Growers from Region IV's 29 counties down the eastern side of the state joined growers from across Mississippi at the annual meeting of the Mississippi Boll Weevil Management Corp. in Grenada.
A devastating insect year resulted in growers from several counties accusing eradication efforts for low yields and crop failures.
Dr. Blake Layton, extension entomologist at Mississippi State University, said eradication efforts may have contributed to the tobacco budworm problem, but they were not the cause.
"Tobacco budworms hit the state earlier and in higher numbers than normal -- both inside and outside the eradication zone," Layton said. "The main thing that is clear is the worms attacked the hill area of Mississippi most severely. This would indicate climate as the key factor in the excessive numbers."
Several improvements in the eradication program were explained during the meeting.
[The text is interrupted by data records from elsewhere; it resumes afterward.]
//! Record files: the durable log of a search run
//!
//! A record file names the run, lists its parameters and then one rule table
//! literal per line, in discovery order:
//!
//! ```text
//! base2_null2_init_len2_RS = dict(
//! base=2,
//! null=2,
//! init_len=2,
//! working='RS',
//! init_ruleset={'QQQ': 'Q'},
//! rulesets=[
//! {'QQQ': 'Q', 'QQR': 'R', ...},
//! ]
//! )
//! ```
//!
//! Every table line is synced before the search continues, so a run killed
//! at any point leaves a file that [`load_records`] still reads: only the
//! closing `]` and `)` are missing.

use std::fs::File;
use std::path::{Path, PathBuf};

use fssp_core::{ResultSink, RuleTable, RunParams};

use crate::{Error, Result, io};

const HEADER_SUFFIX: &str = " = dict(";
const TABLES_OPEN: &str = "rulesets=[";
const TABLES_CLOSE: &str = "]";
const TRAILER: &str = ")";

/// Key under which the seed table of a run is recorded.
pub const INIT_TABLE_KEY: &str = "init_ruleset";

/// Default location of a run's record file: `<dir>/<name>_<id>.txt`.
pub fn record_path(dir: &Path, name: &str, id: u32) -> PathBuf {
    dir.join(format!("{name}_{id}.txt"))
}

/// The first `record_path` in `dir` that does not exist yet, counting from 1.
pub fn next_record_path(dir: &Path, name: &str) -> PathBuf {
    (1..)
        .map(|id| record_path(dir, name, id))
        .find(|path| !path.exists())
        .unwrap_or_else(|| record_path(dir, name, 0))
}

#[derive(Debug, Clone, Copy, PartialEq, Eq)]
enum SinkState {
    Created,
    Open,
    Closed,
}

/// [`ResultSink`] writing a record file.
///
/// The file is locked for the lifetime of the sink; a second writer on the
/// same path fails with [`Error::LockFailed`].
#[derive(Debug)]
pub struct RecordFile {
    path: PathBuf,
    file: File,
    accepted: u64,
    state: SinkState,
}

impl RecordFile {
    /// Create (or truncate) the record file at `path`.
    ///
    /// # Errors
    ///
    /// Returns an error if the file cannot be created or is locked by
    /// another writer.
    pub fn create(path: impl Into<PathBuf>) -> Result<Self> {
        let path = path.into();
        let file = io::create_locked(&path)?;
        tracing::debug!(path = %path.display(), "record file created");
        Ok(Self {
            path,
            file,
            accepted: 0,
            state: SinkState::Created,
        })
    }

    pub fn path(&self) -> &Path {
        &self.path
    }

    /// Tables accepted so far.
    pub fn accepted(&self) -> u64 {
        self.accepted
    }

    fn expect_state(&self, expected: SinkState) -> Result<()> {
        if self.state == expected {
            return Ok(());
        }
        let state = match self.state {
            SinkState::Created => "not started",
            SinkState::Open => "already started",
            SinkState::Closed => "closed",
        };
        Err(Error::SinkState {
            path: self.path.clone(),
            state,
        })
    }

    fn write(&mut self, content: &str) -> Result<()> {
        io::append_synced(&mut self.file, &self.path, content.as_bytes())
    }
}

impl ResultSink for RecordFile {
    type Error = Error;

    fn begin(&mut self, params: &RunParams) -> Result<()> {
        self.expect_state(SinkState::Created)?;
        let mut header = format!("{}{HEADER_SUFFIX}\n", params.name());
        for (key, value) in params.entries() {
            header.push_str(&format!("{key}={value},\n"));
        }
        header.push_str(&format!("started='{}',\n", chrono::Utc::now().to_rfc3339()));
        header.push_str(TABLES_OPEN);
        header.push('\n');
        self.write(&header)?;
        self.state = SinkState::Open;
        Ok(())
    }

    fn accept(&mut self, table: &RuleTable) -> Result<u64> {
        self.expect_state(SinkState::Open)?;
        self.write(&format!("{table},\n"))?;
        self.accepted += 1;
        tracing::debug!(id = self.accepted, path = %self.path.display(), "table recorded");
        Ok(self.accepted)
    }

    fn end(&mut self) -> Result<()> {
        self.expect_state(SinkState::Open)?;
        self.write(&format!("{TABLES_CLOSE}\n{TRAILER}\n"))?;
        self.state = SinkState::Closed;
        Ok(())
    }
}

/// A record file read back.
#[derive(Debug, Clone, PartialEq, Eq)]
pub struct RecordLog {
    pub params: RunParams,
    pub tables: Vec<RuleTable>,
    /// False when the run was interrupted before its trailer was written.
    pub complete: bool,
}

impl RecordLog {
    pub fn name(&self) -> &str {
        self.params.name()
    }

    /// The seed table the run started from, if it was recorded.
    pub fn init_table(&self) -> Result<Option<RuleTable>> {
        match self.params.get(INIT_TABLE_KEY) {
            Some(literal) => Ok(Some(literal.parse()?)),
            None => Ok(None),
        }
    }
}

/// Read a record file written by [`RecordFile`].
///
/// A file cut short by an interrupted run is accepted: the tables written so
/// far are returned with [`RecordLog::complete`] unset. A trailing line
/// without its newline was never synced as a whole and is dropped.
///
/// # Errors
///
/// Returns an error if the file cannot be read or is not a record file.
pub fn load_records(path: &Path) -> Result<RecordLog> {
    let content = io::read_text(path)?;
    let malformed = |line: usize, message: String| Error::RecordFormat {
        path: path.to_path_buf(),
        line,
        message,
    };

    let mut lines: Vec<&str> = content.split('\n').collect();
    // Everything after the last newline is either empty or a torn write.
    if let Some(torn) = lines.pop().filter(|l| !l.is_empty()) {
        tracing::warn!(path = %path.display(), line = torn, "dropping partially written line");
    }
    let mut lines = lines.into_iter().enumerate().map(|(i, l)| (i + 1, l.trim_end_matches('\r')));

    let (_, first) = lines
        .next()
        .ok_or_else(|| malformed(1, "file is empty".to_string()))?;
    let name = first
        .strip_suffix(HEADER_SUFFIX)
        .ok_or_else(|| malformed(1, format!("expected '<name>{HEADER_SUFFIX}'")))?;
    let mut params = RunParams::new(name);

    let mut tables_started = false;
    for (number, line) in lines.by_ref() {
        if line == TABLES_OPEN {
            tables_started = true;
            break;
        }
        let entry = line.strip_suffix(',').unwrap_or(line);
        let (key, value) = entry
            .split_once('=')
            .ok_or_else(|| malformed(number, format!("expected 'key=value', got {line:?}")))?;
        params = params.with(key.trim(), value.trim());
    }

    let mut tables = Vec::new();
    let mut complete = false;
    if tables_started {
        for (number, line) in lines.by_ref() {
            if line == TABLES_CLOSE {
                complete = true;
                break;
            }
            let literal = line.strip_suffix(',').unwrap_or(line);
            let table: RuleTable = literal
                .parse()
                .map_err(|e: fssp_core::Error| malformed(number, e.to_string()))?;
            tables.push(table);
        }
    }
    if complete {
        match lines.next() {
            Some((_, TRAILER)) => {}
            Some((number, line)) => {
                return Err(malformed(number, format!("expected ')', got {line:?}")));
            }
            None => complete = false,
        }
    }

    if !complete {
        tracing::warn!(
            path = %path.display(),
            tables = tables.len(),
            "record file has no trailer; the run was interrupted"
        );
    }
    Ok(RecordLog {
        params,
        tables,
        complete,
    })
}

#[cfg(test)]
mod tests {
    use super::*;
    use pretty_assertions::assert_eq;
    use std::fs;
    use tempfile::TempDir;

    fn params() -> RunParams {
        RunParams::new("base2_null2_init_len2_RS")
            .with("base", 2)
            .with_text("working", "RS")
            .with(INIT_TABLE_KEY, RuleTable::quiescent(3))
    }

    #[test]
    fn header_lists_parameters_in_order() {
        let temp = TempDir::new().unwrap();
        let path = temp.path().join("run.txt");
        let mut sink = RecordFile::create(&path).unwrap();
        sink.begin(&params()).unwrap();
        sink.end().unwrap();

        let content = fs::read_to_string(&path).unwrap();
        let lines: Vec<&str> = content.lines().collect();
        assert_eq!(lines[0], "base2_null2_init_len2_RS = dict(");
        assert_eq!(lines[1], "base=2,");
        assert_eq!(lines[2], "working='RS',");
        assert_eq!(lines[3], "init_ruleset={'QQQ': 'Q'},");
        assert!(lines[4].starts_with("started='"));
        assert_eq!(&lines[5..], &["rulesets=[", "]", ")"]);
    }

    #[test]
    fn accept_requires_begin() {
        let temp = TempDir::new().unwrap();
        let mut sink = RecordFile::create(temp.path().join("run.txt")).unwrap();
        let err = sink.accept(&RuleTable::quiescent(3)).unwrap_err();
        assert!(matches!(err, Error::SinkState { state: "not started", .. }));
        sink.begin(&params()).unwrap();
        assert!(sink.begin(&params()).is_err());
    }

    #[test]
    fn missing_trailer_is_tolerated() {
        let temp = TempDir::new().unwrap();
        let path = temp.path().join("run.txt");
        let mut sink = RecordFile::create(&path).unwrap();
        sink.begin(&params()).unwrap();
        sink.accept(&"{'GQQ': 'A', 'QQQ': 'Q'}".parse().unwrap()).unwrap();
        drop(sink);

        let log = load_records(&path).unwrap();
        assert!(!log.complete);
        assert_eq!(log.tables.len(), 1);
    }

    #[test]
    fn torn_last_line_is_dropped() {
        let temp = TempDir::new().unwrap();
        let path = temp.path().join("run.txt");
        fs::write(&path, "run = dict(\nrulesets=[\n{'QQQ': 'Q'},\n{'QQQ': ").unwrap();
        let log = load_records(&path).unwrap();
        assert_eq!(log.tables, vec![RuleTable::quiescent(3)]);
        assert_eq!(log.name(), "run");
        assert!(!log.complete);
    }

    #[test]
    fn garbage_is_rejected_with_line_number() {
        let temp = TempDir::new().unwrap();
        let path = temp.path().join("run.txt");
        fs::write(&path, "run = dict(\nrulesets=[\n{'QQQ': 'Q'},\nnot a table,\n").unwrap();
        let err = load_records(&path).unwrap_err();
        assert!(matches!(err, Error::RecordFormat { line: 4, .. }), "got {err:?}");

        fs::write(&path, "hello\n").unwrap();
        let err = load_records(&path).unwrap_err();
        assert!(matches!(err, Error::RecordFormat { line: 1, .. }));
    }

    #[test]
    fn next_record_path_skips_existing_ids() {
        let temp = TempDir::new().unwrap();
        fs::write(record_path(temp.path(), "run", 1), "").unwrap();
        assert_eq!(next_record_path(temp.path(), "run"), temp.path().join("run_2.txt"));
    }
}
These changes are planned to make trap monitoring easier, reduce the risk to beneficial insects and to increase grower input on the program.
Fewer traps can be used in 1996 in Region IV to provide information effectively because Region IV is considered a buffer zone, rather than an eradication zone. This year one trap will be set for every 5 acres of cotton with a minimum of three traps per field. In 1995, the rate was about one trap to every acre. With fewer traps, management will be less labor intensive and therefore, less costly.
Grower concerns over insecticide resistance to secondary pests resulted in the recommendation for fewer midseason sprayings to control weevils. Growers will be able to request midseason sprays as the need arises rather than basing insecticide applications primarily on trap catches.
"We're willing to offer growers who are opposed to the program a blank piece of paper and to make the program whatever they want to get rid of boll weevils," said Kenneth Hood, president of the Mississippi Boll Weevil Management Corp. "We want to continue the program across the state as soon as possible. I wish the region of the state that my farm is in was already in the eradication program," said Hood, a Bolivar County cotton grower.